7.- Arianna PORRONE. PhD candidate Global Studies. Justice, Rights, Politics, University of Macerata, Italy.

“An ethics of care to rethink tribal people’s displacement in the Amazon.”

Development narratives and over-growth practices perpetrated by neoliberal economies have induced a widespread and complex environmental crisis. Global governance actors are trapped in a multilateral system that is unable to respond to such challenges (Wichterich, 2019), alone. New theories emerging from the Community Economies scholarship are increasingly focusing attention on achieving better worlds by recognizing the diverse and interrelated ways in which human communities may interact with the environment in securing our livelihoods (Dombroski et al., 2019).

The construction of the Belo Monte Hydroelectric Power Plant in the Xingu Basin, Brazil, which is causing the displacement of 60.000 people, among which indigenous peoples from 18 ethnic groups and 40 000 tribal peoples, is an emblematic case of institutional blindness to thriving local economies of care.

While displacement for infrastructure or large-scale developing projects, both in its abstract and more concrete meanings, may involve significant economic, social, cultural and political changes for many, it may also have particularly serious consequences for indigenous and tribal peoples’ livelihood and agro-ecological spaces.


Reflecting on concepts such as care-full community economies, commoning practices of care vis-àvis civil law notions such as “property” or “possession”, which are frequently equally used in displacement practices, this presentation aims at: 1) problematising development as a space of objection; 2) engaging with otherwise narratives of displacement.

8.- Olga Lucía ABELLO RESTREPO, graduated in Law (Pontifical Javeriana University), specialist in Public Law (Externado University of Colombia), Carlos III University of Madrid.
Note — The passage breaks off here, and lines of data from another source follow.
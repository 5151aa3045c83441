//! Knot vector utilities.

use crate::error::{Result, SurfaceError};

/// Validate a knot vector: non-decreasing, finite, and of length
/// `n_points + order`.
pub fn validate_knots(knots: &[f64], n_points: usize, order: usize) -> Result<()> {
    let expected = n_points.checked_add(order).ok_or_else(|| {
        SurfaceError::MalformedControlNet(format!(
            "knot count for dimension {n_points} + order {order} overflows"
        ))
    })?;
    if knots.len() != expected {
        return Err(SurfaceError::MalformedControlNet(format!(
            "knot vector has {} values, expected {} (dimension {} + order {})",
            knots.len(),
            expected,
            n_points,
            order
        )));
    }
    if let Some(bad) = knots.iter().find(|k| !k.is_finite()) {
        return Err(SurfaceError::MalformedControlNet(format!(
            "knot vector contains non-finite value {bad}"
        )));
    }
    for i in 1..knots.len() {
        if knots[i] < knots[i - 1] {
            return Err(SurfaceError::MalformedControlNet(format!(
                "knot vector decreases at index {i}: {} < {}",
                knots[i],
                knots[i - 1]
            )));
        }
    }
    Ok(())
}

/// Build a clamped (open) uniform knot vector on `[0, 1]`.
///
/// The first and last `order` knots are repeated; the `dimension - order`
/// interior knots are evenly spaced. Requires `dimension >= order`.
pub fn clamped_uniform_knots(dimension: usize, order: usize) -> Vec<f64> {
    let m = dimension + order;
    let mut knots = vec![0.0; m];
    let n_internal = dimension.saturating_sub(order);
    for i in 0..order.min(m) {
        knots[m - 1 - i] = 1.0;
    }
    for i in 1..=n_internal {
        knots[order - 1 + i] = i as f64 / (n_internal + 1) as f64;
    }
    knots
}

/// Parameter domain `(U[p], U[n])` of a knot vector for `dimension` control
/// points and the given degree.
pub fn parameter_domain(knots: &[f64], dimension: usize, degree: usize) -> (f64, f64) {
    (knots[degree], knots[dimension])
}

/// `count` evenly spaced parameters spanning `[min, max]`, endpoints included.
///
/// The last parameter is exactly `max`, so boundary samples land on the end
/// of the domain without rounding drift.
pub fn sample_parameters(min: f64, max: f64, count: usize) -> Vec<f64> {
    match count {
        0 => Vec::new(),
        1 => vec![min],
        _ => {
            let last = count - 1;
            (0..count)
                .map(|k| {
                    if k == last {
                        max
                    } else {
                        min + (max - min) * (k as f64 / last as f64)
                    }
                })
                .collect()
        }
    }
}

#[cfg(test)]
mod tests {
    use super::*;

    #[test]
    fn test_clamped_uniform_shape() {
        let knots = clamped_uniform_knots(5, 3);
        assert_eq!(knots, vec![0.0, 0.0, 0.0, 1.0 / 3.0, 2.0 / 3.0, 1.0, 1.0, 1.0]);
        assert!(validate_knots(&knots, 5, 3).is_ok());
    }

    #[test]
    fn test_clamped_uniform_no_interior() {
        // dimension == order is a single Bezier span
        assert_eq!(clamped_uniform_knots(2, 2), vec![0.0, 0.0, 1.0, 1.0]);
        assert_eq!(
            clamped_uniform_knots(3, 3),
            vec![0.0, 0.0, 0.0, 1.0, 1.0, 1.0]
        );
    }

    #[test]
    fn test_validate_knots_length() {
        let err = validate_knots(&[0.0, 0.0, 1.0], 2, 2).unwrap_err();
        assert!(matches!(err, SurfaceError::MalformedControlNet(_)));
    }

    #[test]
    fn test_validate_knots_count_overflow() {
        let err = validate_knots(&[0.0, 1.0], usize::MAX, 2).unwrap_err();
        assert!(err.to_string().contains("overflows"));
    }

    #[test]
    fn test_validate_knots_decreasing() {
        let err = validate_knots(&[0.0, 0.5, 0.25, 1.0], 2, 2).unwrap_err();
        assert!(err.to_string().contains("decreases at index 2"));
    }

    #[test]
    fn test_validate_knots_nan() {
        assert!(validate_knots(&[0.0, f64::NAN, 1.0, 1.0], 2, 2).is_err());
    }

    #[test]
    fn test_parameter_domain() {
        let knots = vec![0.0, 0.0, 0.0, 0.5, 2.0, 2.0, 2.0];
        assert_eq!(parameter_domain(&knots, 4, 2), (0.0, 2.0));
    }

    #[test]
    fn test_sample_parameters_endpoints() {
        let ts = sample_parameters(0.1, 0.7, 7);
        assert_eq!(ts.len(), 7);
        assert_eq!(ts[0], 0.1);
        assert_eq!(ts[6], 0.7);
        assert!(ts.windows(2).all(|w| w[0] < w[1]));
        assert!(sample_parameters(0.0, 1.0, 0).is_empty());
        assert_eq!(sample_parameters(0.0, 1.0, 1), vec![0.0]);
    }
}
 “Cultural diversity and criminal law within a context of legal pluralism: The Colombian case”

The recognition of cultural diversity has become a challenge for most of Latin-American countries with indigenous population. This is the case of Colombia, which has not only recognized that constitutional principle but has also institutionalized a special jurisdiction for indigenous affairs. The coexistence of different sources of law and the tension between universal and particular conceptions of human rights, have led to the occurrence of cultural conflicts in Colombia. We can all agree that it is in the criminal law arena where this challenge becomes more defying, as this branch of law has been entrusted with the protection of the most precious legal assets of the human beings; such as life, personal integrity, security, liberty and patrimony.

In this scenario, the proposed paper will focus on answering the following questions: ¿how could we guarantee equality within criminal law in a society integrated by cultural diverse groups?, ¿the same legal treatment is owed to a person who has been raised according to the regulations of the hegemonic State and an indigenous person who has lived all of his life in a reservation and who doesn’t even understand the official language in which the state´s Law is written?. Additionally, ¿is it possible to maintain the idea of an homogenous and unitary State within a context of cultural pluralism?, ¿which treatment should criminal law give to the behaviors that, despite being prohibited by the hegemonic legal system, are accepted or even approved by a culturally differentiated group ?

9.- Ida NAFSTAD, Department of Sociology of Law (University of Lund, Sweden) & Marc H. VALLÉS, PhD student in Law (University of Girona, Spain).

“The Roma community - victims of epistemic injustice in the legal field”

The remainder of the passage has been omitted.